*** Recorded data Section Begins ***

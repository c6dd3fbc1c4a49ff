// Copyright (c) 2023 Jonathan "Razordor" Alan Thomason
use super::{Handle, OsError};
use std::os::unix::ffi::OsStrExt;
use std::ptr::NonNull;
use std::{ffi, io};

#[cfg(not(any(
	target_os = "linux",
	target_os = "android",
	target_os = "macos",
	target_os = "ios",
	target_env = "gnu"
)))]
use std::sync;

// `dlerror` is only guaranteed to be thread-local on the platforms below.
#[cfg(not(any(
	target_os = "linux",
	target_os = "android",
	target_os = "macos",
	target_os = "ios",
	target_env = "gnu"
)))]
#[inline]
fn dylib_guard() -> sync::MutexGuard<'static, ()> {
	static LOCK: sync::Mutex<()> = sync::Mutex::new(());
	LOCK.lock().unwrap_or_else(sync::PoisonError::into_inner)
}

#[cfg(any(
	target_os = "linux",
	target_os = "android",
	target_os = "macos",
	target_os = "ios",
	target_env = "gnu"
))]
#[inline(always)]
fn dylib_guard() {}

#[inline]
fn clear_errno() {
	#[cfg(any(target_os = "linux", target_os = "emscripten"))]
	unsafe {
		*libc::__errno_location() = 0;
	}
	#[cfg(target_os = "android")]
	unsafe {
		*libc::__errno() = 0;
	}
	#[cfg(any(target_os = "macos", target_os = "ios", target_os = "freebsd"))]
	unsafe {
		*libc::__error() = 0;
	}
}

/// Reads `errno` and then `dlerror`, in that order, since `dlerror` may clobber `errno`.
unsafe fn capture() -> OsError {
	let code = io::Error::last_os_error().raw_os_error().unwrap_or(0);
	let text = libc::dlerror();
	let message = if text.is_null() {
		None
	} else {
		Some(ffi::CStr::from_ptr(text).to_string_lossy().into_owned())
	};
	OsError::new(code, message)
}

unsafe fn map_result<F>(f: F) -> Result<NonNull<ffi::c_void>, OsError>
where
	F: FnOnce() -> *mut ffi::c_void,
{
	let _lock = dylib_guard();
	let _ = libc::dlerror(); // clear existing errors
	clear_errno();
	match NonNull::new(f()) {
		Some(ptr) => Ok(ptr),
		None => Err(capture()),
	}
}

pub(crate) fn has_nul(path: &ffi::OsStr) -> bool {
	path.as_bytes().contains(&0)
}

pub(crate) unsafe fn dylib_open(path: &ffi::OsStr) -> Result<Handle, OsError> {
	let c_str = ffi::CString::new(path.as_bytes())
		.map_err(|_| OsError::new(libc::EINVAL, None))?;
	map_result(|| libc::dlopen(c_str.as_ptr(), libc::RTLD_NOW | libc::RTLD_LOCAL))
}

pub(crate) unsafe fn dylib_this() -> Result<Handle, OsError> {
	map_result(|| libc::dlopen(std::ptr::null(), libc::RTLD_NOW))
}

pub(crate) unsafe fn dylib_symbol(
	lib_handle: Handle,
	name: &ffi::CStr,
) -> Result<NonNull<ffi::c_void>, OsError> {
	map_result(|| libc::dlsym(lib_handle.as_ptr(), name.as_ptr()))
}

pub(crate) unsafe fn dylib_close(lib_handle: Handle) -> Result<(), OsError> {
	let _lock = dylib_guard();
	let _ = libc::dlerror(); // clear existing errors
	clear_errno();
	if libc::dlclose(lib_handle.as_ptr()) != 0 {
		Err(capture())
	} else {
		Ok(())
	}
}

pub(crate) fn describe(code: i32) -> Option<String> {
	if code <= 0 {
		return None;
	}
	let text = io::Error::from_raw_os_error(code).to_string();
	// std appends " (os error N)", which the caller already carries as `code`.
	let suffix = format!(" (os error {code})");
	Some(text.strip_suffix(suffix.as_str()).unwrap_or(&text).to_owned())
}
// Copyright (c) 2023 Jonathan "Razordor" Alan Thomason
use std::collections::HashMap;
use std::path::{Path, PathBuf};
use std::sync::{Arc, Condvar, Mutex, PoisonError};

#[derive(Debug, Default)]
struct Slot {
	busy: Mutex<bool>,
	freed: Condvar,
}

/// One exclusive lock per distinct library path.
///
/// [`Library`](crate::Library) does no locking of its own. When several
/// threads may load, call into and release the same path, hold a
/// [`PathGuard`] for the whole cycle so a release on one thread cannot
/// unmap code another thread is still running.
///
/// Paths are compared as given; resolve them first (see
/// [`Config::resolve`](crate::Config::resolve)) so that two spellings of the
/// same file share a lock.
#[derive(Debug, Default)]
pub struct PathLocks {
	slots: Mutex<HashMap<PathBuf, Arc<Slot>>>,
}

/// Held while a load/use/release cycle runs; unlocks on drop.
///
/// The last guard for a path also drops the path's entry, so the set of
/// tracked paths only holds paths that are locked or waited on.
#[derive(Debug)]
#[must_use = "the path is unlocked as soon as the guard is dropped"]
pub struct PathGuard<'a> {
	locks: &'a PathLocks,
	path: PathBuf,
	slot: Arc<Slot>,
}

impl PathLocks {
	#[inline]
	pub fn new() -> Self {
		Self::default()
	}

	fn slot(&self, path: &Path) -> Arc<Slot> {
		let mut slots = self.slots.lock().unwrap_or_else(PoisonError::into_inner);
		Arc::clone(slots.entry(path.to_owned()).or_default())
	}

	fn guard(&self, path: &Path, slot: Arc<Slot>) -> PathGuard<'_> {
		PathGuard {
			locks: self,
			path: path.to_owned(),
			slot,
		}
	}

	/// Blocks until no other guard for `path` is alive.
	pub fn lock<P: AsRef<Path>>(&self, path: P) -> PathGuard<'_> {
		let path = path.as_ref();
		let slot = self.slot(path);
		let mut busy = slot.busy.lock().unwrap_or_else(PoisonError::into_inner);
		while *busy {
			busy = slot.freed.wait(busy).unwrap_or_else(PoisonError::into_inner);
		}
		*busy = true;
		drop(busy);
		self.guard(path, slot)
	}

	/// Returns `None` instead of blocking when `path` is already locked.
	pub fn try_lock<P: AsRef<Path>>(&self, path: P) -> Option<PathGuard<'_>> {
		let path = path.as_ref();
		let slot = self.slot(path);
		let mut busy = slot.busy.lock().unwrap_or_else(PoisonError::into_inner);
		if *busy {
			return None;
		}
		*busy = true;
		drop(busy);
		Some(self.guard(path, slot))
	}
}

impl Drop for PathGuard<'_> {
	fn drop(&mut self) {
		// Every holder of a slot clones it under this lock, so the count below is stable.
		let mut slots = self.locks.slots.lock().unwrap_or_else(PoisonError::into_inner);
		let mut busy = self.slot.busy.lock().unwrap_or_else(PoisonError::into_inner);
		*busy = false;
		drop(busy);
		self.slot.freed.notify_one();
		// one reference in the map, one in this guard
		if Arc::strong_count(&self.slot) == 2 {
			slots.remove(&self.path);
		}
	}
}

*** Recorded data Section Ends ***

§ **Exercise instructions**: Produce an exact copy of the whole listing.

§ **Answer for this exercise**:
repository c6dd3fbc1c4a49ff
// Copyright (c) 2023 Jonathan "Razordor" Alan Thomason
use super::{Handle, OsError};
use std::os::unix::ffi::OsStrExt;
use std::ptr::NonNull;
use std::{ffi, io};

#[cfg(not(any(
	target_os = "linux",
	target_os = "android",
	target_os = "macos",
	target_os = "ios",
	target_env = "gnu"
)))]
use std::sync;

// `dlerror` is only guaranteed to be thread-local on the platforms below.
#[cfg(not(any(
	target_os = "linux",
	target_os = "android",
	target_os = "macos",
	target_os = "ios",
	target_env = "gnu"
)))]
#[inline]
fn dylib_guard() -> sync::MutexGuard<'static, ()> {
	static LOCK: sync::Mutex<()> = sync::Mutex::new(());
	LOCK.lock().unwrap_or_else(sync::PoisonError::into_inner)
}

#[cfg(any(
	target_os = "linux",
	target_os = "android",
	target_os = "macos",
	target_os = "ios",
	target_env = "gnu"
))]
#[inline(always)]
fn dylib_guard() {}

#[inline]
fn clear_errno() {
	#[cfg(any(target_os = "linux", target_os = "emscripten"))]
	unsafe {
		*libc::__errno_location() = 0;
	}
	#[cfg(target_os = "android")]
	unsafe {
		*libc::__errno() = 0;
	}
	#[cfg(any(target_os = "macos", target_os = "ios", target_os = "freebsd"))]
	unsafe {
		*libc::__error() = 0;
	}
}

/// Reads `errno` and then `dlerror`, in that order, since `dlerror` may clobber `errno`.
unsafe fn capture() -> OsError {
	let code = io::Error::last_os_error().raw_os_error().unwrap_or(0);
	let text = libc::dlerror();
	let message = if text.is_null() {
		None
	} else {
		Some(ffi::CStr::from_ptr(text).to_string_lossy().into_owned())
	};
	OsError::new(code, message)
}

unsafe fn map_result<F>(f: F) -> Result<NonNull<ffi::c_void>, OsError>
where
	F: FnOnce() -> *mut ffi::c_void,
{
	let _lock = dylib_guard();
	let _ = libc::dlerror(); // clear existing errors
	clear_errno();
	match NonNull::new(f()) {
		Some(ptr) => Ok(ptr),
		None => Err(capture()),
	}
}

pub(crate) fn has_nul(path: &ffi::OsStr) -> bool {
	path.as_bytes().contains(&0)
}

pub(crate) unsafe fn dylib_open(path: &ffi::OsStr) -> Result<Handle, OsError> {
	let c_str = ffi::CString::new(path.as_bytes())
		.map_err(|_| OsError::new(libc::EINVAL, None))?;
	map_result(|| libc::dlopen(c_str.as_ptr(), libc::RTLD_NOW | libc::RTLD_LOCAL))
}

pub(crate) unsafe fn dylib_this() -> Result<Handle, OsError> {
	map_result(|| libc::dlopen(std::ptr::null(), libc::RTLD_NOW))
}

pub(crate) unsafe fn dylib_symbol(
	lib_handle: Handle,
	name: &ffi::CStr,
) -> Result<NonNull<ffi::c_void>, OsError> {
	map_result(|| libc::dlsym(lib_handle.as_ptr(), name.as_ptr()))
}

pub(crate) unsafe fn dylib_close(lib_handle: Handle) -> Result<(), OsError> {
	let _lock = dylib_guard();
	let _ = libc::dlerror(); // clear existing errors
	clear_errno();
	if libc::dlclose(lib_handle.as_ptr()) != 0 {
		Err(capture())
	} else {
		Ok(())
	}
}

pub(crate) fn describe(code: i32) -> Option<String> {
	if code <= 0 {
		return None;
	}
	let text = io::Error::from_raw_os_error(code).to_string();
	// std appends " (os error N)", which the caller already carries as `code`.
	let suffix = format!(" (os error {code})");
	Some(text.strip_suffix(suffix.as_str()).unwrap_or(&text).to_owned())
}
// Copyright (c) 2023 Jonathan "Razordor" Alan Thomason
use std::collections::HashMap;
use std::path::{Path, PathBuf};
use std::sync::{Arc, Condvar, Mutex, PoisonError};

#[derive(Debug, Default)]
struct Slot {
	busy: Mutex<bool>,
	freed: Condvar,
}

/// One exclusive lock per distinct library path.
///
/// [`Library`](crate::Library) does no locking of its own. When several
/// threads may load, call into and release the same path, hold a
/// [`PathGuard`] for the whole cycle so a release on one thread cannot
/// unmap code another thread is still running.
///
/// Paths are compared as given; resolve them first (see
/// [`Config::resolve`](crate::Config::resolve)) so that two spellings of the
/// same file share a lock.
#[derive(Debug, Default)]
pub struct PathLocks {
	slots: Mutex<HashMap<PathBuf, Arc<Slot>>>,
}

/// Held while a load/use/release cycle runs; unlocks on drop.
///
/// The last guard for a path also drops the path's entry, so the set of
/// tracked paths only holds paths that are locked or waited on.
#[derive(Debug)]
#[must_use = "the path is unlocked as soon as the guard is dropped"]
pub struct PathGuard<'a> {
	locks: &'a PathLocks,
	path: PathBuf,
	slot: Arc<Slot>,
}

impl PathLocks {
	#[inline]
	pub fn new() -> Self {
		Self::default()
	}

	fn slot(&self, path: &Path) -> Arc<Slot> {
		let mut slots = self.slots.lock().unwrap_or_else(PoisonError::into_inner);
		Arc::clone(slots.entry(path.to_owned()).or_default())
	}

	fn guard(&self, path: &Path, slot: Arc<Slot>) -> PathGuard<'_> {
		PathGuard {
			locks: self,
			path: path.to_owned(),
			slot,
		}
	}

	/// Blocks until no other guard for `path` is alive.
	pub fn lock<P: AsRef<Path>>(&self, path: P) -> PathGuard<'_> {
		let path = path.as_ref();
		let slot = self.slot(path);
		let mut busy = slot.busy.lock().unwrap_or_else(PoisonError::into_inner);
		while *busy {
			busy = slot.freed.wait(busy).unwrap_or_else(PoisonError::into_inner);
		}
		*busy = true;
		drop(busy);
		self.guard(path, slot)
	}

	/// Returns `None` instead of blocking when `path` is already locked.
	pub fn try_lock<P: AsRef<Path>>(&self, path: P) -> Option<PathGuard<'_>> {
		let path = path.as_ref();
		let slot = self.slot(path);
		let mut busy = slot.busy.lock().unwrap_or_else(PoisonError::into_inner);
		if *busy {
			return None;
		}
		*busy = true;
		drop(busy);
		Some(self.guard(path, slot))
	}
}

impl Drop for PathGuard<'_> {
	fn drop(&mut self) {
		// Every holder of a slot clones it under this lock, so the count below is stable.
		let mut slots = self.locks.slots.lock().unwrap_or_else(PoisonError::into_inner);
		let mut busy = self.slot.busy.lock().unwrap_or_else(PoisonError::into_inner);
		*busy = false;
		drop(busy);
		self.slot.freed.notify_one();
		// one reference in the map, one in this guard
		if Arc::strong_count(&self.slot) == 2 {
			slots.remove(&self.path);
		}
	}
}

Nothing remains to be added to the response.